Она познакомилась с Шоном, когда ей было тринадцать, а ему – семнадцать. Тогда маленькая Клеменс не успела еще обзавестись друзьями, говорящими без надоедливого акцента с каркающей «р», и все свое свободное время проводила в интернете. Там они и пересеклись. Сейчас Клеменс двадцать три, а Шону…
– Все еще удивительно видеть тебя, – признается она, даже не задумываясь, услышит ее приятель или нет. Но Шон блаженно щурится и косится на нее, не поворачивая головы. – Не могу поверить, что в свои тридцать ты выглядишь на двадцать. Ты что, пьешь кровь младенцев?
– Эй! – дергается он. – Мне почти тридцать, не перегибай!
– Хорошо, – послушно кивает Клеменс. – В свои почти тридцать ты выглядишь на почти двадцать.
С этим заявлением Шон неожиданно не спорит. Хмыкает, допивает пиво и тянется за кружкой подруги.
– Ты не будешь, да? Старый добрый «Гиннесс» все же предпочтительнее детской крови.

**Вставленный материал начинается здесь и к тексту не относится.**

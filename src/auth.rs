//! API key file loading
//!
//! Fallback key source when the environment has none:
//! - $XDG_DATA_HOME/adaptergen/auth.json (preferred)
//! - ~/.local/share/adaptergen/auth.json (fallback)

use serde::{Deserialize, Serialize};
use std::collections::HashMap;
use std::path::{Path, PathBuf};

/// Authentication entry for a model provider
#[derive(Debug, Clone, Serialize, Deserialize)]
#[serde(tag = "type")]
pub enum AuthEntry {
    /// Simple API key authentication
    #[serde(rename = "api")]
    Api { key: String },
}

impl AuthEntry {
    pub fn api_key(&self) -> &str {
        match self {
            AuthEntry::Api { key } => key,
        }
    }
}

/// Authentication configuration file, keyed by lower-cased provider name
#[derive(Debug, Clone, Default, Serialize, Deserialize)]
#[serde(transparent)]
pub struct AuthConfig {
    pub providers: HashMap<String, AuthEntry>,
}

impl AuthConfig {
    /// Load auth config from the default location
    pub fn load() -> anyhow::Result<Self> {
        match Self::config_path() {
            Some(path) => Self::load_from(&path),
            None => Ok(Self::default()),
        }
    }

    /// Load auth config from a specific path; a missing file is an empty config
    pub fn load_from(path: &Path) -> anyhow::Result<Self> {
        if !path.exists() {
            return Ok(Self::default());
        }

        let content = std::fs::read_to_string(path)?;
        let config: AuthConfig = serde_json::from_str(&content)?;
        Ok(config)
    }

    /// Default config file path
    pub fn config_path() -> Option<PathBuf> {
        dirs::data_dir().map(|d| d.join("adaptergen").join("auth.json"))
    }

    /// Get API key for a provider
    pub fn api_key(&self, provider: &str) -> Option<&str> {
        self.providers.get(provider).map(|e| e.api_key())
    }
}

#[cfg(test)]
mod tests {
    use super::*;
    use tempfile::TempDir;

    #[test]
    fn test_parse_auth_config() {
        let json = r#"{
            "openai": {"type": "api", "key": "sk-xxx"},
            "custom": {"type": "api", "key": "lm-studio"}
        }"#;

        let config: AuthConfig = serde_json::from_str(json).unwrap();

        assert_eq!(config.api_key("openai"), Some("sk-xxx"));
        assert_eq!(config.api_key("custom"), Some("lm-studio"));
        assert_eq!(config.api_key("anthropic"), None);
    }

    #[test]
    fn test_load_missing_file() {
        let temp = TempDir::new().unwrap();
        let config = AuthConfig::load_from(&temp.path().join("auth.json")).unwrap();
        assert!(config.providers.is_empty());
    }
}
//! LLM Provider layer
//!
//! OpenAI-compatible provider used for the single JSON-mode completion
//! behind each generation run.

mod client;
mod config;

pub use client::*;
pub use config::*;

Клеменс открывает рот в недоумении – и тут же его закрывает. Разговоры с Шоном всегда выходят двухфазными: приходится задавать по два вопроса, слушать два ответа, ждать сразу двух реакций на свои слова – и почти все время они оказываются противоположными ее ожиданиям и друг другу. Одно время Клеменс всерьез полагала, что у ее странного приятеля прогрессирующее биполярное расстройство. Но эта мысль испарилась до того, как мозг принялся анализировать поведение молодого человека.

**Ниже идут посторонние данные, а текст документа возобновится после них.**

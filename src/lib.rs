//! adaptergen - billing adapter generation from OpenAPI specs
//!
//! This crate provides:
//! - A spec loader that clips JSON/YAML specs into prompt-sized JSON
//! - An LLM-backed generator producing a field mapping and an adapter stub
//! - A reference adapter showing the shape generated code should take

pub mod adapter;
pub mod auth;
pub mod canonical;
pub mod config;
pub mod generator;
pub mod provider;
pub mod reporter;
pub mod spec_loader;
pub mod telemetry;
pub mod templates;

pub use adapter::{BillingAdapter, Customer, DummyAdapter, Invoice};
pub use config::{Config, TargetLanguage};
pub use generator::{AdapterGenerator, GenerateError, GenerationResult, OutputPaths};
pub use provider::{CompletionBackend, ProviderClient, ProviderConfig};
pub use spec_loader::LoadError;
pub use telemetry::Telemetry;
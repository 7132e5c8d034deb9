//! Provider configuration

use crate::config::LlmConfig;
use serde::{Deserialize, Serialize};

/// Configuration for an OpenAI-compatible provider
#[derive(Debug, Clone, Serialize, Deserialize)]
pub struct ProviderConfig {
    /// Display name for the provider
    pub name: String,
    /// API base URL (e.g., "https://api.openai.com/v1")
    pub base_url: String,
    /// Environment variable name for the API key
    pub api_key_env: String,
    /// Default model to use
    pub default_model: String,
}

impl ProviderConfig {
    /// Create an OpenAI provider config
    pub fn openai() -> Self {
        Self {
            name: "OpenAI".to_string(),
            base_url: "https://api.openai.com/v1".to_string(),
            api_key_env: "OPENAI_API_KEY".to_string(),
            default_model: "gpt-4o-mini".to_string(),
        }
    }

    /// Create a custom provider config (e.g., LM Studio, vLLM)
    pub fn custom(
        name: impl Into<String>,
        base_url: impl Into<String>,
        api_key_env: impl Into<String>,
        default_model: impl Into<String>,
    ) -> Self {
        Self {
            name: name.into(),
            base_url: base_url.into(),
            api_key_env: api_key_env.into(),
            default_model: default_model.into(),
        }
    }

    /// Build from the `llm` section of the main config
    pub fn from_llm_config(llm: &LlmConfig) -> Self {
        match llm.base_url {
            Some(ref base_url) => Self::custom("custom", base_url, &llm.api_key_env, &llm.model),
            None => Self {
                api_key_env: llm.api_key_env.clone(),
                default_model: llm.model.clone(),
                ..Self::openai()
            },
        }
    }
}
//! Logging infrastructure
//!
//! - Console logging on stderr (compact, human-readable)
//! - Optional JSON file logging (daily rolling, for analysis)
//!
//! stdout stays reserved for the progress messages of the CLI.

use crate::config::TelemetryConfig;
use tracing_appender::non_blocking::WorkerGuard;
use tracing_subscriber::{fmt, layer::SubscriberExt, util::SubscriberInitExt, EnvFilter};

/// Keeps the file writer alive until the process exits
pub struct Telemetry {
    _file_guard: Option<WorkerGuard>,
}

impl Telemetry {
    /// Install the global subscriber. `RUST_LOG` overrides the default filter.
    pub fn init(config: &TelemetryConfig) -> anyhow::Result<Self> {
        let make_env_filter = || {
            EnvFilter::try_from_default_env().unwrap_or_else(|_| default_filter(config.verbose))
        };

        let console = fmt::layer()
            .with_writer(std::io::stderr)
            .with_target(false)
            .compact();

        let file_guard = match config.log_dir {
            Some(ref log_dir) => {
                std::fs::create_dir_all(log_dir)?;
                let file_appender = tracing_appender::rolling::daily(log_dir, "adaptergen.log");
                let (non_blocking, guard) = tracing_appender::non_blocking(file_appender);

                tracing_subscriber::registry()
                    .with(make_env_filter())
                    .with(console)
                    .with(fmt::layer().json().with_writer(non_blocking))
                    .try_init()
                    .ok();
                Some(guard)
            }
            None => {
                tracing_subscriber::registry()
                    .with(make_env_filter())
                    .with(console)
                    .try_init()
                    .ok();
                None
            }
        };

        tracing::debug!(
            log_dir = ?config.log_dir,
            verbose = config.verbose,
            "Telemetry initialized"
        );

        Ok(Self {
            _file_guard: file_guard,
        })
    }
}

fn default_filter(verbose: bool) -> EnvFilter {
    if verbose {
        EnvFilter::new("debug,handlebars=info,hyper=info,reqwest=info,h2=info,rustls=info")
    } else {
        EnvFilter::new("warn")
    }
}

#[cfg(test)]
mod tests {
    use super::*;
    use tempfile::TempDir;

    #[test]
    fn test_init_creates_log_dir() {
        let temp = TempDir::new().unwrap();
        let log_dir = temp.path().join("logs");
        let config = TelemetryConfig {
            log_dir: Some(log_dir.clone()),
            verbose: true,
        };

        let _telemetry = Telemetry::init(&config).unwrap();
        assert!(log_dir.is_dir());
    }

    #[test]
    fn test_verbose_filter_quiets_template_engine() {
        let filter = default_filter(true).to_string();
        assert!(filter.contains("handlebars=info"), "filter: {}", filter);
        assert_eq!(default_filter(false).to_string(), "warn");
    }
}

Потому что от него она узнает такие вещи, что с легкостью могла бы закрыть глаза и на шизофрению.
– Итак! – Шон хлопает по столу ладонью, привлекая внимание немногочисленных дневных посетителей паба и молчаливого бармена. – Он Тот Самый, да?
Тот Самый. Нарицательное прозвище, выведенное заглавными буквами, Клеменс помнит еще по их с Шоном переписке, когда она жила во Франции, а он – где-то в Европе. Когда у Того Самого не было ни лица, ни имени, Шон называл его только так, и Клеменс не знала, шутит он или же воспринимает ее фантазии всерьез. Сейчас, казалось бы, от этих сомнений не должно было остаться и следа. Но приятель умеет вывернуть любое свое слово так двояко, что приходится напрягать мозг. Как сейчас.

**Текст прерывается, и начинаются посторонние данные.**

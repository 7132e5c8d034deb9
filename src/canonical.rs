//! Canonical billing model
//!
//! The fixed target shapes every generated adapter maps into. Rendered once
//! and embedded verbatim into each prompt.

use std::sync::OnceLock;

/// A canonical entity and its typed fields
#[derive(Debug, Clone, Copy)]
pub struct Entity {
    pub name: &'static str,
    pub fields: &'static [(&'static str, &'static str)],
}

pub const CUSTOMER: Entity = Entity {
    name: "Customer",
    fields: &[("id", "str"), ("name", "str"), ("email", "str")],
};

pub const INVOICE: Entity = Entity {
    name: "Invoice",
    fields: &[
        ("id", "str"),
        ("customer_id", "str"),
        ("amount", "float"),
        ("currency", "str"),
    ],
};

pub const ENTITIES: &[Entity] = &[CUSTOMER, INVOICE];

static CANONICAL_MODEL: OnceLock<String> = OnceLock::new();

/// Text description of the canonical model, as embedded in prompts
pub fn canonical_model() -> &'static str {
    CANONICAL_MODEL.get_or_init(|| {
        let mut text = String::from("# Canonical entities (pseudo-code)");
        for entity in ENTITIES {
            let fields = entity
                .fields
                .iter()
                .map(|(name, ty)| format!("{}: {}", name, ty))
                .collect::<Vec<_>>()
                .join("; ");
            text.push_str(&format!("\nclass {}: {}", entity.name, fields));
        }
        text
    })
}

/// All `Entity.field` paths, e.g. `Customer.id`
pub fn field_paths() -> impl Iterator<Item = String> {
    ENTITIES.iter().flat_map(|entity| {
        entity
            .fields
            .iter()
            .map(move |(field, _)| format!("{}.{}", entity.name, field))
    })
}

pub fn is_field_path(path: &str) -> bool {
    field_paths().any(|p| p == path)
}
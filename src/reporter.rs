//! Human-readable progress output for the CLI
//!
//! Presentation only; structured events go through `tracing`.

use colored::Colorize;

use crate::generator::OutputPaths;

#[derive(Debug, Clone, Copy, Default)]
pub struct Reporter {
    enabled: bool,
}

impl Reporter {
    /// Print progress to stdout
    pub fn console() -> Self {
        Self { enabled: true }
    }

    /// Print nothing
    pub fn quiet() -> Self {
        Self { enabled: false }
    }

    pub fn calling_model(&self) {
        if self.enabled {
            println!("{}", "Calling LLM … this may take half a minute.".yellow());
        }
    }

    pub fn warnings(&self, warnings: &[String]) {
        if !self.enabled {
            return;
        }
        for warning in warnings {
            println!("{} {}", "warning:".yellow().bold(), warning);
        }
    }

    pub fn generated(&self, paths: &OutputPaths) {
        if !self.enabled {
            return;
        }
        println!(
            "{} {} and {}\n",
            "Generated".green(),
            paths.adapter.display(),
            paths.mapping.display()
        );
        let name = paths
            .adapter
            .file_name()
            .map(|n| n.to_string_lossy().into_owned())
            .unwrap_or_default();
        println!("Open {} to inspect the stub.", name.bold());
    }
}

– Я не уверена, – с нажимом говорит Клеменс. Она повторяет это приятелю с самого первого дня своего пребывания в Англии.
– Сколько ты будешь мяться, мелкая? – усмехается Шон. – Смотри, сбежит он на другой конец света, как сто лет назад, и поминай, как звали!
– Откуда тебе знать, что он делал сто лет назад? – шипит Клеменс. Выбранное для тайной встречи место ей совершенно не нравится, даже если Теодор не появится здесь в ближайшие пару дней. – И «сто лет» это, по-твоему, сколько?
– Я же говорил, у меня есть свои источники, и о них тебе пока знать рановато. Не знаю, лет десять засчитается в твоем понимании за сто?
– Шон, ты… – Запаса терпения на биполярного Шона у нее всегда не хватает, а уж после вчерашних бесед онлайн ей вообще хочется свернуть все разговоры и сбежать из душного паба куда подальше. И не видеться с приятелем… Лет сто!
– Я должна убедиться, что не вешаю на обычного человека свои сказочные фантазии, – шепчет Клеменс. – Тем более что он и так не особо мне доверяет. Не хочу портить с ним отношения из-за больных бредней.
– Ага, ясно. – Шон грохает о деревянную столешницу тяжелую пустую кружку, ойкает, но совсем не выглядит виноватым. Откидывается на спинку скрипучего стула, некоторое время лениво рассматривает полупустой зал и вдруг выпрямляется, словно ему в спину вонзили кол. – Погоди-ка. А что ты будешь делать, если этот Атлас не Тот Самый?
Клеменс ждала этого вопроса.
– Не знаю, – отвечает она, но очень уверенно. Эта мысль, как опухоль, разрастается в ее голове с каждым днем. Чем ближе она к разгадке, тем больше у нее сомнений: если Теодор Атлас на самом деле не тот, за кем она бегает, что она будет делать?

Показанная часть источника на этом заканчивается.